(Saved entries)
**********

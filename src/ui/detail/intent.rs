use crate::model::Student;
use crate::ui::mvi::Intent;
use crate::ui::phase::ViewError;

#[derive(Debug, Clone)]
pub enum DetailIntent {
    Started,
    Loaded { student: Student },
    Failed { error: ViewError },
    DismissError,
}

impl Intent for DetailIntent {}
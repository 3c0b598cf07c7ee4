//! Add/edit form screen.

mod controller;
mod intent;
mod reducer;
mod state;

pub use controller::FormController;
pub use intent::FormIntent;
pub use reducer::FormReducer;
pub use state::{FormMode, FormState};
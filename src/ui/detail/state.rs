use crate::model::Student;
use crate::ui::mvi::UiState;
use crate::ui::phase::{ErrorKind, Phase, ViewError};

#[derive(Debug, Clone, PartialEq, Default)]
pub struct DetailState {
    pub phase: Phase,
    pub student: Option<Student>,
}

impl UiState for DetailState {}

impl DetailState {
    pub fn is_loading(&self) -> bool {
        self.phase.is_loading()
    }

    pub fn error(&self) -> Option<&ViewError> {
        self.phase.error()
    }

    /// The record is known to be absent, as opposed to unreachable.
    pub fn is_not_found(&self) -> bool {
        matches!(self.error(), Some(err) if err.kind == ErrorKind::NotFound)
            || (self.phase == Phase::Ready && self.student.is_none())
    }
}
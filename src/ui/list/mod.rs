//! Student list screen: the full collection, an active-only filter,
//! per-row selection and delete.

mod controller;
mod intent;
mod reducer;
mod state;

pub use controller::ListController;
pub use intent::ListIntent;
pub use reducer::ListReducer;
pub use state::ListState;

**********

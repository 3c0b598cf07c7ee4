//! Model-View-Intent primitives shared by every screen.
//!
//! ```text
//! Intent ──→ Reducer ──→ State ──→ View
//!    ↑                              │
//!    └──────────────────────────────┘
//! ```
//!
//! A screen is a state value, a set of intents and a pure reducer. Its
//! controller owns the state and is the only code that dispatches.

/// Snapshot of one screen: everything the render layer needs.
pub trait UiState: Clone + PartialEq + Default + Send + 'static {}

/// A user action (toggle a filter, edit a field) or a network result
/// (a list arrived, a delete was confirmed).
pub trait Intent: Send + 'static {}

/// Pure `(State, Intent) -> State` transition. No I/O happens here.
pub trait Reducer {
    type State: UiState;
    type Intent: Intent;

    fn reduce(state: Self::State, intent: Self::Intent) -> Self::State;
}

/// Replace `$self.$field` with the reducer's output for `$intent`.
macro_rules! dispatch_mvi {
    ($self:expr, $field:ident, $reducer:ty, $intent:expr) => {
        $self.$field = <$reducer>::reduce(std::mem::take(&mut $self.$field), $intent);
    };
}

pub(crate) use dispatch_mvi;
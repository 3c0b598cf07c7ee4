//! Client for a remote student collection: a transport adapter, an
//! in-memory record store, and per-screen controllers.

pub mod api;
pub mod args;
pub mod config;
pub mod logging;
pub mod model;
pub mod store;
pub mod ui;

**********

*EXERCISE:*
How many of the lines above include the string "trait"? Only the number should be written.

*EXERCISE SOLUTION:*
3